Pre-flight is complete and we are taxiing to, that's right, runway 33! Winds are favoring this often disregarded runway today at the home airport. As Brian completes the runup, I think about what 210 horses at full power will feel like on takeoff. As Brian applies full throttle, I can feel myself being pushed back into the seat - this feels nice. What felt like a half of a second later we are climbing through 2,000 feet, this baby climbs fast! I think we were doing over 1,000fpm if I can recall, with full tanks of the most expensive liquid on the planet.

As we approach the cloud layer, we find a nice hole and begin ascending towards it. This will be my first time VFR over-the-top, and so far it's looking great. There's something about climbing over the clouds, truly an amazing feeling. As we reach 9,500 ft, our initial planned cruising altitude, we are still looking like we are going to skim the tops of some clouds. I stupidly recommend climbing to 10,500, an incorrect VFR cruising altitude for our heading. Oops! Soon enough however, we are at 11,500 enjoying the view.

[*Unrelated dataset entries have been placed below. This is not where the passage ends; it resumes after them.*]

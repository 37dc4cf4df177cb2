//! Strict placeholder rendering for deployment manifests.
//!
//! Templates reference configuration with `{{ lookup "KEY" }}`. The older
//! `{{ env "KEY" }}` spelling is accepted too. Every placeholder must
//! resolve; there is no empty-string fallback.

use crate::core::ConfigStore;
use crate::error::{ConfigError, Result};
use regex::Regex;
use std::sync::LazyLock;

static ACTION: LazyLock<Option<Regex>> =
    LazyLock::new(|| Regex::new(r"\{\{-?\s*(.*?)\s*-?\}\}").ok());

static LOOKUP: LazyLock<Option<Regex>> =
    LazyLock::new(|| Regex::new(r#"^(?:lookup|env)\s+"([^"]+)"$"#).ok());

fn pattern(re: &'static Option<Regex>) -> Result<&'static Regex> {
    re.as_ref()
        .ok_or_else(|| ConfigError::Template("placeholder pattern failed to compile".to_string()))
}

/// Render `template`, resolving each placeholder through `lookup`.
///
/// # Errors
///
/// Returns [`ConfigError::Template`] for an unknown action or an unclosed
/// `{{`, and passes through the first error `lookup` returns.
///
/// # Examples
///
/// ```rust
/// use azctl::template::render;
///
/// let out = render(r#"{"port": "{{ lookup "PORT" }}"}"#, |key| {
///     assert_eq!(key, "PORT");
///     Ok("8080".to_string())
/// })
/// .unwrap();
/// assert_eq!(out, r#"{"port": "8080"}"#);
/// ```
pub fn render<F>(template: &str, mut lookup: F) -> Result<String>
where
    F: FnMut(&str) -> Result<String>,
{
    let (action_re, lookup_re) = (pattern(&ACTION)?, pattern(&LOOKUP)?);
    let mut out = String::with_capacity(template.len());
    let mut last = 0;

    for caps in action_re.captures_iter(template) {
        let (Some(whole), Some(action)) = (caps.get(0), caps.get(1)) else {
            continue;
        };
        out.push_str(&template[last..whole.start()]);

        let key = lookup_re
            .captures(action.as_str())
            .and_then(|c| c.get(1))
            .ok_or_else(|| {
                ConfigError::Template(format!(
                    "unsupported action '{}' at byte {}",
                    action.as_str(),
                    whole.start()
                ))
            })?;
        out.push_str(&lookup(key.as_str())?);
        last = whole.end();
    }

    let rest = &template[last..];
    if let Some(pos) = rest.find("{{") {
        return Err(ConfigError::Template(format!(
            "unclosed action at byte {}",
            last + pos
        )));
    }
    out.push_str(rest);
    Ok(out)
}

/// Render `template` against `store`. Missing keys fail.
///
/// # Errors
///
/// See [`render`]. A missing key yields [`ConfigError::MissingRequired`].
pub fn render_with_store(template: &str, store: &ConfigStore) -> Result<String> {
    render(template, |key| store.require(key))
}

Climbing above the clouds for VFR over the top

Cruising at 11,500 feet


A strong tailwind can do wonders for you. Let me put it this way: our trip TO Nashua, NH was about 1 hour and 30 minutes. Our trip FROM Nashua, NH was about 2 hours and 3 minutes. So, as expected, with about a 180 knot groundspeed, we reached Nashua in no time.

The dog we are picking up today is named "Missy," a very cute and small 6 pound Yorkie. As we secure here safely in her back seat crate, we begin taxiing to the runway to begin our second leg of the trip: Nashua, NH to Watertown, NY. It is about, if I can recall, 5pm for a departure time. Winds are gusty and are beginning to calm in time for sunset. The clouds are quickly burning off however they are still around. We will have a stiff headwind, but it should be another great VFR over the top flight. Full power and another 10 seconds later the airport is disappearing to our 6. 210 horses feels great!

As we climb through about 5,000 feet, Brian offers me the controls! With no hesitation, of course, I accept the offer and I begin logging time in a high performance aircraft. I need to get my high performance endorsement; this airplane is awesome!

We reach our cruising altitude of 8,500ft, and again are in danger of skimming the tops of clouds. We begin climbing to 10,500 feet and are satisfied. The sun is beginning to set under the clouds. We should be in Watertown by 7:30.

"Missy" enjoying the flight at 10,500 feet

Cruising at 10,500 enroute Watertown as the sun begins to set


As we cruise of the central part of the Adirondacks, ATC informs of an approaching C-130, at our 12 o'clock. This is gonna be good.... I can already see the smoke trail of the C-130 far ahead, he is coming right at us at about 11,000 feet! As he continues to approach, I try to snap a picture but the camera on my iPhone only wants to focus on the bugs stuck to the windshield. Oh well, I guess I'll just get the next C-130 that happens to fly 500 feet above.

Cruising at 10,500 enroute Watertown.


As we approach Watertown, it is hard to distinguish between the airport beacons of Fort Drum AFB and Watertown airport. We finally find the airport and Brian establishes a downwind leg for runway 10. 10 feet over the runway he puts the throttle to idle and rotates for a smooth touchdown. Now the hard part: taxiing to the ramp. After one or two 180s mixture is to idle and we are shaking hands with Missy's new caretakers.

30 minutes later, we are back at the home airport safe and sound. What an awesome day.